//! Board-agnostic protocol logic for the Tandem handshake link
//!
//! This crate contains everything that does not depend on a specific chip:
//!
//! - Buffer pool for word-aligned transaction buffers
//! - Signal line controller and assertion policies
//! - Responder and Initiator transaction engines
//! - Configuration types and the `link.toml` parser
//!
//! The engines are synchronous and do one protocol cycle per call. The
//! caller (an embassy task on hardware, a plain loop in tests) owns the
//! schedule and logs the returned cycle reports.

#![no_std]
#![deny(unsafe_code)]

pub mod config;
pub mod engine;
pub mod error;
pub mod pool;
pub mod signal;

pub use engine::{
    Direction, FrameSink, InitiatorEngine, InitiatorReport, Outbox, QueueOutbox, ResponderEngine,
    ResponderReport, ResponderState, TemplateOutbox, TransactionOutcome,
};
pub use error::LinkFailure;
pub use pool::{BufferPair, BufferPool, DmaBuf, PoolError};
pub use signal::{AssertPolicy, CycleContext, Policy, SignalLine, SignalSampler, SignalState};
------------
◆ **WORK TASK**
Print, please, the lines above from the very first through the one that holds "Initiator transaction engines", both included, word for word and with nothing else.

◆ **TASK RESULT**
//! Board-agnostic protocol logic for the Tandem handshake link
//!
//! This crate contains everything that does not depend on a specific chip:
//!
//! - Buffer pool for word-aligned transaction buffers
//! - Signal line controller and assertion policies
//! - Responder and Initiator transaction engines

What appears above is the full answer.